GOAL OF THE EXERCISE = In the data that follows, count every line holding the string "DetectorError" and give the count alone.

** MATERIAL FOR THE TASK follows **

use detector::DetectorError;
use thiserror::Error;

#[derive(Debug, Error)]
pub enum FusionError {
    #[error("IoU threshold {0} is outside [0, 1]")]
    InvalidIouThreshold(f32),

    #[error("At least one detector is required")]
    NoDetectors,

    #[error(transparent)]
    Detector(#[from] DetectorError),

    #[error("All detectors failed: {}", .models.join(", "))]
    AllDetectorsFailed { models: Vec<String> },
}

impl FusionError {
    /// Errors caused by the service setup rather than the request.
    pub fn is_configuration(&self) -> bool {
        match self {
            FusionError::InvalidIouThreshold(_) | FusionError::NoDetectors => true,
            FusionError::Detector(err) => err.is_configuration(),
            FusionError::AllDetectorsFailed { .. } => false,
        }
    }
}

#[cfg(test)]
mod tests {
    use super::*;

    #[test]
    fn test_error_display() {
        assert_eq!(
            FusionError::InvalidIouThreshold(1.5).to_string(),
            "IoU threshold 1.5 is outside [0, 1]"
        );

        let all = FusionError::AllDetectorsFailed {
            models: vec!["model1".into(), "model2".into()],
        };
        assert_eq!(all.to_string(), "All detectors failed: model1, model2");
        assert!(!all.is_configuration());
    }

    #[test]
    fn test_detector_error_is_transparent() {
        let err = FusionError::from(DetectorError::Panicked {
            model: "model2".into(),
        });
        assert_eq!(
            err.to_string(),
            DetectorError::Panicked {
                model: "model2".into()
            }
            .to_string()
        );
    }
}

** End of MATERIAL FOR THE TASK **

RESPONSE TO THIS TASK = 4